I'm a GIS (geographic information systems) developer working for the state
government and I'm pretty miserable in my day job. I've been thinking about
what I could do in the green tech sector.

------
amykring
It's great to work at the intersection of technology and energy efficiency.
You get the short-term warm fuzzies one gets when working for a non-profit
org. but with the possibility of a significantly better upside long term. All
kinds of wins in the clean tech space.

------
stefanweitz
If we apply the same level of innovation around cleantech as we have around
optimizing the flow of information about Kendra's post-baby weight, we could
turn the world around. Persevere, people.

------
moishe2
I feel exactly the same way. Online advertising is cool in that its fast
moving and intellectually challenging. Which is not to sneeze at compare to
other options. And yet. And yet. It would be awesome to wake up every morning
and have both head and heart aligned and be so energized about what you're
doing.

------
hillel
As I learn more about running a startup, I can see what a great plan the
EnergySavvy guys have in terms of generating leads for greentech contractors
using their excellent software tools. I think it's something other
entrepreneurs in any category can learn from.

------
garbazo
This post does a great job of highlighting how clean tech is more than just a
new industry buzzword.
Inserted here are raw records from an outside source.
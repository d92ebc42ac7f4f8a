//! Canonical `.loopguard/` layout and scaffolding.

use std::env;
use std::fs;
use std::path::{Path, PathBuf};

use anyhow::{Context, Result, anyhow};
use tracing::info;

use super::breaker_cache::write_breaker_cache;
use super::config::{LoopConfig, write_config};
use super::store::Store;
use crate::core::breaker::BreakerSnapshot;

/// State directory name, relative to the project root.
pub const STATE_DIR: &str = ".loopguard";

/// Environment variable overriding the project root.
pub const ROOT_ENV: &str = "LOOPGUARD_ROOT";

/// All canonical paths within `.loopguard/` for a project root.
#[derive(Debug, Clone)]
pub struct StatePaths {
    pub root: PathBuf,
    pub state_dir: PathBuf,
    pub db_path: PathBuf,
    pub config_path: PathBuf,
    pub breaker_cache_path: PathBuf,
    pub autonomous_marker_path: PathBuf,
    pub checkpoints_dir: PathBuf,
    pub checkpoint_index_path: PathBuf,
    pub context_dir: PathBuf,
    pub resume_note_path: PathBuf,
    pub logs_dir: PathBuf,
    pub log_path: PathBuf,
    pub gitignore_path: PathBuf,
}

impl StatePaths {
    pub fn new(root: impl Into<PathBuf>) -> Self {
        let root = root.into();
        let state_dir = root.join(STATE_DIR);
        let checkpoints_dir = state_dir.join("checkpoints");
        let context_dir = state_dir.join("context");
        let logs_dir = state_dir.join("logs");
        Self {
            root: root.clone(),
            state_dir: state_dir.clone(),
            db_path: state_dir.join("state.db"),
            config_path: state_dir.join("config.toml"),
            breaker_cache_path: state_dir.join("breaker.json"),
            autonomous_marker_path: state_dir.join("autonomous"),
            checkpoints_dir: checkpoints_dir.clone(),
            checkpoint_index_path: checkpoints_dir.join("index.json"),
            context_dir: context_dir.clone(),
            resume_note_path: context_dir.join("resume.md"),
            logs_dir: logs_dir.clone(),
            log_path: logs_dir.join("loopguard.log"),
            gitignore_path: state_dir.join(".gitignore"),
        }
    }

    pub fn is_initialized(&self) -> bool {
        self.state_dir.is_dir()
    }
}

/// Resolve the project root: `LOOPGUARD_ROOT` if set, else the working directory.
pub fn project_root() -> Result<PathBuf> {
    match env::var_os(ROOT_ENV) {
        Some(root) if !root.is_empty() => Ok(PathBuf::from(root)),
        _ => env::current_dir().context("resolve current directory"),
    }
}

/// Options for `init_state`.
#[derive(Debug, Clone)]
pub struct InitOptions {
    /// If true, rewrite config and ignore files. The database is never replaced.
    pub force: bool,
}

/// Create `.loopguard/` scaffolding in `root` and bootstrap the store.
///
/// Fails if `.loopguard/` already exists unless `options.force` is set.
pub fn init_state(root: &Path, options: &InitOptions) -> Result<StatePaths> {
    let paths = StatePaths::new(root);
    if paths.state_dir.exists() && !paths.state_dir.is_dir() {
        return Err(anyhow!("init: {STATE_DIR} exists but is not a directory"));
    }
    if paths.state_dir.exists() && !options.force {
        return Err(anyhow!(
            "init: {STATE_DIR} already exists (use --force to overwrite)"
        ));
    }

    create_dir(&paths.state_dir)?;
    create_dir(&paths.checkpoints_dir)?;
    create_dir(&paths.context_dir)?;
    create_dir(&paths.logs_dir)?;

    write_file(&paths.gitignore_path, STATE_GITIGNORE)?;
    let config = LoopConfig::default();
    write_config(&paths.config_path, &config)?;
    if !paths.breaker_cache_path.exists() {
        write_breaker_cache(
            &paths.breaker_cache_path,
            &BreakerSnapshot::new(config.max_failures),
        )?;
    }

    let store = Store::open(&paths.db_path, &config.store)?;
    info!(
        root = %root.display(),
        schema_version = store.schema_version()?,
        "state directory initialized"
    );
    Ok(paths)
}

fn create_dir(path: &Path) -> Result<()> {
    fs::create_dir_all(path).with_context(|| format!("create directory {}", path.display()))
}

fn write_file(path: &Path, contents: &str) -> Result<()> {
    if let Some(parent) = path.parent() {
        create_dir(parent)?;
    }
    fs::write(path, contents).with_context(|| format!("write file {}", path.display()))
}

const STATE_GITIGNORE: &str = "*\n!.gitignore\n!config.toml\n";

#[cfg(test)]
mod tests {
    use super::*;

    #[test]
    fn init_creates_expected_layout() {
        let temp = tempfile::tempdir().expect("tempdir");
        let paths = init_state(temp.path(), &InitOptions { force: false }).expect("init");

        assert!(paths.state_dir.is_dir());
        assert!(paths.checkpoints_dir.is_dir());
        assert!(paths.context_dir.is_dir());
        assert!(paths.logs_dir.is_dir());
        assert!(paths.db_path.is_file());
        assert!(paths.config_path.is_file());
        assert!(paths.breaker_cache_path.is_file());
        assert!(!paths.autonomous_marker_path.exists());
        assert_eq!(
            fs::read_to_string(&paths.gitignore_path).expect("read"),
            STATE_GITIGNORE
        );
    }

    #[test]
    fn init_without_force_refuses_existing_state_dir() {
        let temp = tempfile::tempdir().expect("tempdir");
        init_state(temp.path(), &InitOptions { force: false }).expect("init");
        let err = init_state(temp.path(), &InitOptions { force: false }).unwrap_err();
        assert!(err.to_string().contains("already exists"));
    }

    #[test]
    fn init_with_force_restores_config_but_keeps_database() {
        let temp = tempfile::tempdir().expect("tempdir");
        let paths = init_state(temp.path(), &InitOptions { force: false }).expect("init");
        fs::write(&paths.config_path, "max_iterations = 3\n").expect("write custom");
        let db_before = fs::metadata(&paths.db_path).expect("meta").len();

        init_state(temp.path(), &InitOptions { force: true }).expect("re-init");

        let cfg = crate::io::config::load_config(&paths.config_path).expect("load");
        assert_eq!(cfg, LoopConfig::default());
        assert!(fs::metadata(&paths.db_path).expect("meta").len() >= db_before);
    }
}
fn apply_migration(tx: &Transaction<'_>, version: u32) -> Result<()> {
    match version {
        1 => tx
            .execute_batch(
                "
                CREATE TABLE sessions (
                    id TEXT PRIMARY KEY,
                    command TEXT NOT NULL,
                    status TEXT NOT NULL,
                    phase TEXT NOT NULL DEFAULT '',
                    model_tier TEXT NOT NULL,
                    iteration INTEGER NOT NULL DEFAULT 0,
                    max_iterations INTEGER NOT NULL,
                    consecutive_failures INTEGER NOT NULL DEFAULT 0,
                    mode TEXT NOT NULL,
                    cost_usd REAL NOT NULL DEFAULT 0,
                    input_tokens INTEGER NOT NULL DEFAULT 0,
                    output_tokens INTEGER NOT NULL DEFAULT 0,
                    created_at TEXT NOT NULL,
                    updated_at TEXT NOT NULL
                );

                CREATE TABLE tasks (
                    id TEXT PRIMARY KEY,
                    session_id TEXT REFERENCES sessions(id) ON DELETE SET NULL,
                    title TEXT NOT NULL,
                    status TEXT NOT NULL,
                    scope_rules TEXT NOT NULL,
                    model_tier TEXT NOT NULL,
                    iteration INTEGER NOT NULL DEFAULT 0,
                    attempt_state TEXT NOT NULL,
                    created_at TEXT NOT NULL,
                    updated_at TEXT NOT NULL
                );

                CREATE TABLE task_dependencies (
                    task_id TEXT NOT NULL REFERENCES tasks(id) ON DELETE CASCADE,
                    depends_on TEXT NOT NULL REFERENCES tasks(id) ON DELETE CASCADE,
                    PRIMARY KEY (task_id, depends_on)
                );

                CREATE TABLE events (
                    id INTEGER PRIMARY KEY AUTOINCREMENT,
                    session_id TEXT,
                    type TEXT NOT NULL,
                    category TEXT NOT NULL,
                    message TEXT NOT NULL,
                    payload TEXT NOT NULL,
                    created_at TEXT NOT NULL
                );

                CREATE TABLE escalations (
                    id INTEGER PRIMARY KEY AUTOINCREMENT,
                    session_id TEXT NOT NULL REFERENCES sessions(id) ON DELETE CASCADE,
                    task_id TEXT,
                    from_tier TEXT NOT NULL,
                    to_tier TEXT NOT NULL,
                    reason TEXT NOT NULL,
                    failure_count INTEGER NOT NULL,
                    iteration INTEGER NOT NULL,
                    created_at TEXT NOT NULL
                );

                CREATE TABLE circuit_breakers (
                    session_id TEXT PRIMARY KEY REFERENCES sessions(id) ON DELETE CASCADE,
                    consecutive_failures INTEGER NOT NULL,
                    threshold INTEGER NOT NULL,
                    state TEXT NOT NULL,
                    last_failure_reason TEXT,
                    total_iterations INTEGER NOT NULL DEFAULT 0,
                    updated_at TEXT NOT NULL
                );

                CREATE TABLE checkpoints (
                    id TEXT PRIMARY KEY,
                    session_id TEXT REFERENCES sessions(id) ON DELETE SET NULL,
                    task_id TEXT,
                    payload TEXT NOT NULL,
                    created_at TEXT NOT NULL,
                    restorable INTEGER NOT NULL DEFAULT 1
                );

                CREATE TABLE gate_results (
                    id INTEGER PRIMARY KEY AUTOINCREMENT,
                    session_id TEXT REFERENCES sessions(id) ON DELETE CASCADE,
                    task_id TEXT,
                    gate TEXT NOT NULL,
                    passed INTEGER NOT NULL,
                    iteration INTEGER NOT NULL,
                    created_at TEXT NOT NULL
                );

                CREATE INDEX idx_sessions_created ON sessions(created_at DESC);
                CREATE INDEX idx_tasks_session_status ON tasks(session_id, status);
                CREATE INDEX idx_events_session ON events(session_id, id DESC);
                CREATE INDEX idx_escalations_session ON escalations(session_id);
                CREATE INDEX idx_checkpoints_session ON checkpoints(session_id, created_at DESC);
                CREATE INDEX idx_gate_results_session ON gate_results(session_id);
                ",
            )
            .context("apply migration v1"),
        other => Err(anyhow!("unknown schema migration v{other}")),
    }
}
//! CLI tests for `loopguard hook` and the operator commands around it.
//!
//! Spawns the binary and verifies the exit-code contract hosts rely on.

use std::io::Write;
use std::path::Path;
use std::process::{Command, Output, Stdio};

use loopguard::exit_codes;

const START_SESSION: [&str; 5] = ["session", "start", "fix", "the", "build"];

fn loopguard(root: &Path, args: &[&str], stdin: &str) -> Output {
    let mut child = Command::new(env!("CARGO_BIN_EXE_loopguard"))
        .current_dir(root)
        .env_remove("LOOPGUARD_ROOT")
        .args(args)
        .stdin(Stdio::piped())
        .stdout(Stdio::piped())
        .stderr(Stdio::piped())
        .spawn()
        .expect("spawn loopguard");
    child
        .stdin
        .take()
        .expect("stdin")
        .write_all(stdin.as_bytes())
        .expect("write stdin");
    child.wait_with_output().expect("loopguard output")
}

fn initialized() -> tempfile::TempDir {
    let temp = tempfile::tempdir().expect("tempdir");
    let out = loopguard(temp.path(), &["init"], "");
    assert_eq!(out.status.code(), Some(exit_codes::ALLOW));
    temp
}

#[test]
fn destructive_command_exits_with_block_code() {
    let temp = initialized();
    let out = loopguard(
        temp.path(),
        &["hook", "before-action"],
        r#"{"tool_name":"Bash","tool_input":{"command":"rm -rf /"}}"#,
    );
    assert_eq!(out.status.code(), Some(exit_codes::BLOCK));
    assert!(!out.stderr.is_empty());
}

#[test]
fn uninitialized_project_still_blocks_destruction() {
    let temp = tempfile::tempdir().expect("tempdir");
    let out = loopguard(
        temp.path(),
        &["hook", "before-action"],
        r#"{"tool_name":"Bash","tool_input":{"command":"git push --force origin main"}}"#,
    );
    assert_eq!(out.status.code(), Some(exit_codes::BLOCK));
    assert!(!temp.path().join(".loopguard").exists());
}

#[test]
fn benign_and_malformed_input_are_allowed() {
    let temp = initialized();
    for input in [
        r#"{"tool_name":"Bash","tool_input":{"command":"ls"}}"#,
        "{not json",
        "",
    ] {
        let out = loopguard(temp.path(), &["hook", "before-action"], input);
        assert_eq!(out.status.code(), Some(exit_codes::ALLOW), "input: {input}");
    }
}

#[test]
fn autonomous_exit_is_blocked_until_completion() {
    let temp = initialized();
    let start = loopguard(temp.path(), &START_SESSION, "");
    assert_eq!(start.status.code(), Some(exit_codes::ALLOW));
    let on = loopguard(temp.path(), &["autonomous", "on"], "");
    assert_eq!(on.status.code(), Some(exit_codes::ALLOW));

    let blocked = loopguard(
        temp.path(),
        &["hook", "at-exit"],
        "I'll stop here for now.",
    );
    assert_eq!(blocked.status.code(), Some(exit_codes::BLOCK));

    let done = loopguard(
        temp.path(),
        &["hook", "at-exit"],
        "Build fixed. EXIT_SIGNAL: true",
    );
    assert_eq!(done.status.code(), Some(exit_codes::ALLOW));

    let status = loopguard(temp.path(), &["session", "status", "--json"], "");
    let report: serde_json::Value = serde_json::from_slice(&status.stdout).expect("status json");
    assert_eq!(report["session"]["status"], "completed");
    assert_eq!(report["session"]["iteration"], 1);
}

#[test]
fn operator_errors_exit_with_error_code() {
    let temp = tempfile::tempdir().expect("tempdir");
    let out = loopguard(temp.path(), &["breaker", "reset"], "");
    assert_eq!(out.status.code(), Some(exit_codes::ERROR));
    assert!(String::from_utf8_lossy(&out.stderr).contains("loopguard init"));
}

#[test]
fn session_fields_are_read_and_written_by_name() {
    let temp = initialized();
    loopguard(temp.path(), &START_SESSION, "");

    let set = loopguard(temp.path(), &["session", "set", "phase", "verify"], "");
    assert_eq!(set.status.code(), Some(exit_codes::ALLOW));
    let get = loopguard(temp.path(), &["session", "get", "phase"], "");
    assert_eq!(String::from_utf8_lossy(&get.stdout).trim(), "verify");

    let invalid = loopguard(temp.path(), &["session", "set", "model_tier", "tier9"], "");
    assert_eq!(invalid.status.code(), Some(exit_codes::ERROR));
}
There are real, interesting problems that software
developers can help to solve in this space. Hopefully, more people will make
the jump.

------
daveschappell
love the post, and the variety of ways for folks to get involved -- seems like
they're primarily tech/dev-related opportunities (per the title), but i'm
wondering where product folks can/will have the biggest impact...

------
Greff1927
You guys are in a great position to take advantage of the opportunity when
energy costs take off (again!) and everyone starts looking for solutions and
costs savings. Should add plenty of demand for your solution...

------
msteudel
Great new area for developers to enter. Especially if you want to believe and
care about the work you doing.

------
gdudeman
Hot list of resources for energy hackers.